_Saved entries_
=-=-=-=-=

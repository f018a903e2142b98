use std::collections::HashMap;
use std::fmt::Write;

use super::{element_label, escape_label, RenderOptions};
use crate::graph::ContextPath;
use crate::model::node::{AssembledGraph, GraphNode, NodeMarker};
use crate::model::relationship::RelatedElementSummary;

const CLASS_DEFS: &str = concat!(
    "    classDef partial stroke:#d33,stroke-dasharray:4 2\n",
    "    classDef frontier stroke:#d90,stroke-width:2px\n",
    "    classDef stub fill:#eee,stroke-dasharray:2 2\n",
);

/// Flowchart state; expanded nodes are numbered `n0..` in pre-order.
struct Flowchart<'a> {
    options: &'a RenderOptions,
    first_expanded: HashMap<&'a str, String>,
    next_expanded: usize,
    orphans: usize,
    declarations: Vec<String>,
    edges: Vec<String>,
    classes: Vec<String>,
}

impl<'a> Flowchart<'a> {
    fn new(graph: &'a AssembledGraph, options: &'a RenderOptions) -> Self {
        // Shared stubs may point forward in pre-order, so number everything first.
        let mut first_expanded = HashMap::new();
        for (i, node) in graph.root.iter().filter(|n| !n.is_stub()).enumerate() {
            first_expanded.entry(node.guid()).or_insert_with(|| format!("n{}", i));
        }
        Self {
            options,
            first_expanded,
            next_expanded: 0,
            orphans: 0,
            declarations: Vec::new(),
            edges: Vec::new(),
            classes: Vec::new(),
        }
    }

    fn take_id(&mut self) -> String {
        let id = format!("n{}", self.next_expanded);
        self.next_expanded += 1;
        id
    }

    fn declare(&mut self, id: &str, node: &GraphNode) {
        let text = node_text(&node.element, self.options);
        if node.is_stub() {
            self.declarations.push(format!("    {}([\"{}\"])", id, text));
            self.classes.push(format!("    class {} stub", id));
        } else {
            self.declarations.push(format!("    {}[\"{}\"]", id, text));
        }
        if node.status.partial {
            self.classes.push(format!("    class {} partial", id));
        }
        if node.status.depth_exceeded {
            self.classes.push(format!("    class {} frontier", id));
        }
    }

    /// Already-rendered node a stub points back to.
    fn stub_target(&self, node: &GraphNode, ancestors: &[(&str, String)]) -> Option<String> {
        match node.status.marker {
            NodeMarker::VisitedStub => ancestors
                .iter()
                .rev()
                .find(|(guid, _)| *guid == node.guid())
                .map(|(_, id)| id.clone()),
            NodeMarker::SharedStub => self.first_expanded.get(node.guid()).cloned(),
            NodeMarker::Expanded => None,
        }
    }

    fn visit(&mut self, node: &'a GraphNode, id: String, ancestors: &mut Vec<(&'a str, String)>) {
        self.declare(&id, node);
        ancestors.push((node.guid(), id.clone()));

        for (group, child) in node.edges() {
            let label = edge_label(group, child);
            if child.is_stub() {
                let target = match self.stub_target(child, ancestors) {
                    Some(target) => target,
                    None => {
                        let orphan = format!("s{}", self.orphans);
                        self.orphans += 1;
                        self.declare(&orphan, child);
                        orphan
                    }
                };
                self.edges.push(format!("    {} -.->|\"{}\"| {}", id, label, target));
                continue;
            }
            let child_id = self.take_id();
            let arrow = if group.is_some() { "==>" } else { "-->" };
            self.edges.push(format!("    {} {}|\"{}\"| {}", id, arrow, label, child_id));
            self.visit(child, child_id, ancestors);
        }
        ancestors.pop();
    }
}

fn node_text(element: &RelatedElementSummary, options: &RenderOptions) -> String {
    let mut label = element_label(element);
    if options.show_guids {
        label.push('\n');
        label.push_str(element.guid());
    }
    escape_label(&label)
}

fn edge_label(group: Option<&str>, child: &GraphNode) -> String {
    let type_name = child
        .element
        .relationship_context
        .as_ref()
        .map(|c| c.type_name())
        .unwrap_or("related");
    match group {
        Some(name) => escape_label(&format!("{}: {}", name, type_name)),
        None => escape_label(type_name),
    }
}

pub(super) fn flowchart(graph: &AssembledGraph, options: &RenderOptions) -> String {
    let mut chart = Flowchart::new(graph, options);
    let root_id = chart.take_id();
    chart.visit(&graph.root, root_id, &mut Vec::new());

    let mut out = String::new();
    let _ = writeln!(out, "flowchart {}", options.direction);
    for line in chart.declarations.iter().chain(&chart.edges).chain(&chart.classes) {
        out.push_str(line);
        out.push('\n');
    }
    out.push_str(CLASS_DEFS);
    out
}

pub(super) fn context_chain(path: &ContextPath, options: &RenderOptions) -> String {
    let mut out = String::new();
    let _ = writeln!(out, "flowchart {}", options.direction);

    let elements: Vec<&RelatedElementSummary> = std::iter::once(&path.leaf).chain(path.ancestors.iter()).collect();
    for (i, element) in elements.iter().enumerate() {
        let _ = writeln!(out, "    n{}[\"{}\"]", i, node_text(element, options));
    }

    for (i, ancestor) in path.ancestors.iter().enumerate() {
        let (inner, outer) = (i, i + 1);
        let Some(ctx) = ancestor.relationship_context.as_ref() else {
            continue;
        };
        let label = escape_label(ctx.type_name());
        if ctx.related_is_source() {
            let _ = writeln!(out, "    n{} -->|\"{}\"| n{}", outer, label, inner);
        } else {
            let _ = writeln!(out, "    n{} -->|\"{}\"| n{}", inner, label, outer);
        }
    }

    let top = elements.len() - 1;
    if path.depth_exceeded {
        let _ = writeln!(out, "    class n{} frontier", top);
    }
    if path.partial {
        let _ = writeln!(out, "    class n{} partial", top);
    }
    if path.cycle_detected {
        let _ = writeln!(out, "    %% path cycles back above n{}", top);
    }
    out.push_str(CLASS_DEFS);
    out
}

#[cfg(test)]
mod tests {
    use super::*;
    use crate::graph::{build_context_path, AssemblyRequest, ExpansionPolicy, GraphAssembler, RelationshipGroup};
    use crate::render::{DiagramRenderer, Direction};
    use crate::repository::InMemoryRepository;
    use serde_json::json;
    use std::sync::Arc;

    fn diamond() -> InMemoryRepository {
        InMemoryRepository::new()
            .with_element("c1", "Collection", json!({"displayName": "Root \"A\""}))
            .with_element("c2", "Collection", json!({"displayName": "C2"}))
            .with_element("m1", "Asset", json!({"displayName": "M1"}))
            .with_element("m2", "Asset", json!({"displayName": "M2"}))
            .with_relationship("r1", "CollectionMembership", "c1", "m1")
            .with_relationship("r2", "CollectionMembership", "c1", "m2")
            .with_relationship("r3", "CollectionMembership", "c1", "c2")
            .with_relationship("r4", "CollectionMembership", "c2", "m2")
    }

    async fn assemble(repo: InMemoryRepository, policy: ExpansionPolicy, depth: usize) -> AssembledGraph {
        let request = AssemblyRequest::new(
            "c1",
            vec![RelationshipGroup::new("children", &["CollectionMembership"])],
            depth,
            policy,
        );
        GraphAssembler::new(Arc::new(repo)).assemble(&request).await.unwrap()
    }

    #[tokio::test]
    async fn test_diamond_flowchart() {
        let graph = assemble(diamond(), ExpansionPolicy::DagWithSharing, 3).await;
        let text = flowchart(&graph, &RenderOptions::default());
        let expected = [
            "flowchart TD",
            "    n0[\"Root #quot;A#quot;\"]",
            "    n1[\"M1\"]",
            "    n2[\"C2\"]",
            "    n3[\"M2\"]",
            "    n0 -->|\"CollectionMembership\"| n1",
            "    n0 -.->|\"CollectionMembership\"| n3",
            "    n0 -->|\"CollectionMembership\"| n2",
            "    n2 -->|\"CollectionMembership\"| n3",
            "",
        ]
        .join("\n");
        assert!(text.starts_with(&expected), "{}", text);
        assert_eq!(text.matches("n3[").count(), 1);
    }

    #[tokio::test]
    async fn test_cycle_points_at_ancestor() {
        let repo = InMemoryRepository::new()
            .with_element("c1", "Collection", json!({}))
            .with_element("c2", "Collection", json!({}))
            .with_relationship("r1", "CollectionMembership", "c1", "c2")
            .with_relationship("r2", "CollectionMembership", "c2", "c1");
        let graph = assemble(repo, ExpansionPolicy::StrictTree, 5).await;
        let text = flowchart(&graph, &RenderOptions::default());
        assert!(text.contains("    n1 -.->|\"CollectionMembership\"| n0\n"), "{}", text);
        assert!(!text.contains("s0"));
    }

    #[tokio::test]
    async fn test_frontier_and_partial_classes() {
        let repo = diamond().with_failure("m1", crate::repository::FailureMode::Transient("x".into()));
        let graph = assemble(repo, ExpansionPolicy::StrictTree, 2).await;
        let text = flowchart(&graph, &RenderOptions { direction: Direction::LR, show_guids: true });
        assert!(text.starts_with("flowchart LR\n    n0[\"Root #quot;A#quot;<br/>c1\"]\n"));
        assert!(text.contains("    class n1 partial\n"));
        assert!(!text.lines().any(|l| l.starts_with("    class ") && l.ends_with(" frontier")));
        assert!(text.contains("classDef frontier"));
    }

    #[tokio::test]
    async fn test_render_is_deterministic() {
        let a = DiagramRenderer::default().render(&assemble(diamond(), ExpansionPolicy::DagWithSharing, 3).await);
        let b = DiagramRenderer::default().render(&assemble(diamond(), ExpansionPolicy::DagWithSharing, 3).await);
        assert_eq!(a, b);
    }

    #[tokio::test]
    async fn test_unrecognized_label() {
        let repo = InMemoryRepository::new()
            .with_element("c1", "Collection", json!({"displayName": "Root"}))
            .with_element("q1", "QuantumLedger", json!({"qualifiedName": "ledger::main"}))
            .with_relationship("r1", "CollectionMembership", "c1", "q1");
        let graph = assemble(repo, ExpansionPolicy::StrictTree, 1).await;
        let text = flowchart(&graph, &RenderOptions::default());
        assert!(text.contains("n1[\"ledger::main (QuantumLedger)\"]"), "{}", text);
    }

    #[tokio::test]
    async fn test_context_chain() {
        let repo = diamond();
        let assembler = GraphAssembler::new(Arc::new(repo));
        let path = build_context_path(&assembler, "m2", &["CollectionMembership".to_string()], 3)
            .await
            .unwrap();
        let text = context_chain(&path, &RenderOptions::default());
        assert!(text.starts_with("flowchart TD\n    n0[\"M2\"]\n    n1[\"Root #quot;A#quot;\"]\n"));
        assert!(text.contains("    n1 -->|\"CollectionMembership\"| n0\n"));
    }
}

=-=-=-=-=

_Task directions_
Print only the lines from the top of the data above down to the line holding "ancestors: &[(&str, String)])", inclusive.

_Solution for this task_
repository f018a903e2142b98
use std::collections::HashMap;
use std::fmt::Write;

use super::{element_label, escape_label, RenderOptions};
use crate::graph::ContextPath;
use crate::model::node::{AssembledGraph, GraphNode, NodeMarker};
use crate::model::relationship::RelatedElementSummary;

const CLASS_DEFS: &str = concat!(
    "    classDef partial stroke:#d33,stroke-dasharray:4 2\n",
    "    classDef frontier stroke:#d90,stroke-width:2px\n",
    "    classDef stub fill:#eee,stroke-dasharray:2 2\n",
);

/// Flowchart state; expanded nodes are numbered `n0..` in pre-order.
struct Flowchart<'a> {
    options: &'a RenderOptions,
    first_expanded: HashMap<&'a str, String>,
    next_expanded: usize,
    orphans: usize,
    declarations: Vec<String>,
    edges: Vec<String>,
    classes: Vec<String>,
}

impl<'a> Flowchart<'a> {
    fn new(graph: &'a AssembledGraph, options: &'a RenderOptions) -> Self {
        // Shared stubs may point forward in pre-order, so number everything first.
        let mut first_expanded = HashMap::new();
        for (i, node) in graph.root.iter().filter(|n| !n.is_stub()).enumerate() {
            first_expanded.entry(node.guid()).or_insert_with(|| format!("n{}", i));
        }
        Self {
            options,
            first_expanded,
            next_expanded: 0,
            orphans: 0,
            declarations: Vec::new(),
            edges: Vec::new(),
            classes: Vec::new(),
        }
    }

    fn take_id(&mut self) -> String {
        let id = format!("n{}", self.next_expanded);
        self.next_expanded += 1;
        id
    }

    fn declare(&mut self, id: &str, node: &GraphNode) {
        let text = node_text(&node.element, self.options);
        if node.is_stub() {
            self.declarations.push(format!("    {}([\"{}\"])", id, text));
            self.classes.push(format!("    class {} stub", id));
        } else {
            self.declarations.push(format!("    {}[\"{}\"]", id, text));
        }
        if node.status.partial {
            self.classes.push(format!("    class {} partial", id));
        }
        if node.status.depth_exceeded {
            self.classes.push(format!("    class {} frontier", id));
        }
    }

    /// Already-rendered node a stub points back to.
    fn stub_target(&self, node: &GraphNode, ancestors: &[(&str, String)]) -> Option<String> {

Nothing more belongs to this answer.